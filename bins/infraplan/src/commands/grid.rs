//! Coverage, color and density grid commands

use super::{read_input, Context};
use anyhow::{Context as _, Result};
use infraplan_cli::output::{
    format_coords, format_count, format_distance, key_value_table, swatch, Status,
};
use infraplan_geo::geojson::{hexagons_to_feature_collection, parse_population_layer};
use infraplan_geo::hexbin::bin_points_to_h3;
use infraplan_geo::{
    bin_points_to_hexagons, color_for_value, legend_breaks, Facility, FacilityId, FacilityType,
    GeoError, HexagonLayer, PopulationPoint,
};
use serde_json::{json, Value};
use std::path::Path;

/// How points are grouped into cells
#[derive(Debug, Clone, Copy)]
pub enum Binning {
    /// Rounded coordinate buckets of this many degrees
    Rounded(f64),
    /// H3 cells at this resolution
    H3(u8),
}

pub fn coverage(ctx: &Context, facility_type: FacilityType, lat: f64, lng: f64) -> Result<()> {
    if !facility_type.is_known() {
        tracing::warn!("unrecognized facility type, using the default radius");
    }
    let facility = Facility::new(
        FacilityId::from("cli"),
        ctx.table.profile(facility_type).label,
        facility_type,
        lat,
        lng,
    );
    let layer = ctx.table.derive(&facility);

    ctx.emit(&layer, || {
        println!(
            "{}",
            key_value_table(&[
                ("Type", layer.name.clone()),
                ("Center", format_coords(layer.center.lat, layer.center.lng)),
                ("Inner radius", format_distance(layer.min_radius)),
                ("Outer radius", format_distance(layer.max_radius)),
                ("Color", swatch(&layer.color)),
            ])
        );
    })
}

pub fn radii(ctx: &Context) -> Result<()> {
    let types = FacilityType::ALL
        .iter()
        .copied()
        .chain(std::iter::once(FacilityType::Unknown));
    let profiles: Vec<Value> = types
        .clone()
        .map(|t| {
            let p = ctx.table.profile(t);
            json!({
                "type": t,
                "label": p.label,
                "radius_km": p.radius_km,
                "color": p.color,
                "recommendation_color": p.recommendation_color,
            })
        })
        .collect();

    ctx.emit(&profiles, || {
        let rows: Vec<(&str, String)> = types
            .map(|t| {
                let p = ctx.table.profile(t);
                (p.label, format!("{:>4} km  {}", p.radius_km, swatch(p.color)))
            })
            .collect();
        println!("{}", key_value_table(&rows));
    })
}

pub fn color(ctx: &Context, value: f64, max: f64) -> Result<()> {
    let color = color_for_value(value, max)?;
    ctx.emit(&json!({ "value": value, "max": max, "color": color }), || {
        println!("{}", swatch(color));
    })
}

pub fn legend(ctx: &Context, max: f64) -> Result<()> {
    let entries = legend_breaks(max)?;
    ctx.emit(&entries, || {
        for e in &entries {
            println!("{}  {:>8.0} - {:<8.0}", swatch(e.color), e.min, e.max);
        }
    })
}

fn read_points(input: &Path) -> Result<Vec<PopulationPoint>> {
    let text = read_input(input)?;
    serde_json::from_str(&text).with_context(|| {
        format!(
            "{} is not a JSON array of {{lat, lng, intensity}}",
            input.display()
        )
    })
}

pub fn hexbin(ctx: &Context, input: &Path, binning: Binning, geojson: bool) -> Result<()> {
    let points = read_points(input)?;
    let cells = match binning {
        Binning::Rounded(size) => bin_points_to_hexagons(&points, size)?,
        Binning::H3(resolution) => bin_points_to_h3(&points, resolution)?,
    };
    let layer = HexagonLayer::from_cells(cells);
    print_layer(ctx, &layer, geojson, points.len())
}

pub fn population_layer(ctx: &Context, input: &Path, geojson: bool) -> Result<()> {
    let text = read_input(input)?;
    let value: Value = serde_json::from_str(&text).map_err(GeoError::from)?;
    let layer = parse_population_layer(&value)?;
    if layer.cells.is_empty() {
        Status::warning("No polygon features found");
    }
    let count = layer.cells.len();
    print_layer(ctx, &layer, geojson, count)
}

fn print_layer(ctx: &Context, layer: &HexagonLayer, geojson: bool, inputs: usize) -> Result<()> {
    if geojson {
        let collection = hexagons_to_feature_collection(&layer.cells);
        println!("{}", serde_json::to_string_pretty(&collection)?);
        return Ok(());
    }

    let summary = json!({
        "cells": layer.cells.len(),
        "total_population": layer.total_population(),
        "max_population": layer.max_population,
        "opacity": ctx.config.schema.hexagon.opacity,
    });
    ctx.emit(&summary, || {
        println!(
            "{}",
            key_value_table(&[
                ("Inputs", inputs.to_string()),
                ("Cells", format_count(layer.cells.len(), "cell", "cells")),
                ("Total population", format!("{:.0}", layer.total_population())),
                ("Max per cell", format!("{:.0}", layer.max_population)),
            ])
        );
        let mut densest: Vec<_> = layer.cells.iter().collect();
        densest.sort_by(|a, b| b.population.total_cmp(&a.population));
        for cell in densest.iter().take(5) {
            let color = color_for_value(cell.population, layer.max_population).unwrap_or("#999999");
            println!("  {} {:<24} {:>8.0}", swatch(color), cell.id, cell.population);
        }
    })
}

> _WHAT THE EXERCISE ASKS_:
Reproduce the lines above, beginning at the line with "#[derive(Debug, Clone, Copy)]" and stopping after the line with "f64, lng: f64)", exactly as they are.

> _EXERCISE RESULT_:
#[derive(Debug, Clone, Copy)]
pub enum Binning {
    /// Rounded coordinate buckets of this many degrees
    Rounded(f64),
    /// H3 cells at this resolution
    H3(u8),
}

pub fn coverage(ctx: &Context, facility_type: FacilityType, lat: f64, lng: f64) -> Result<()> {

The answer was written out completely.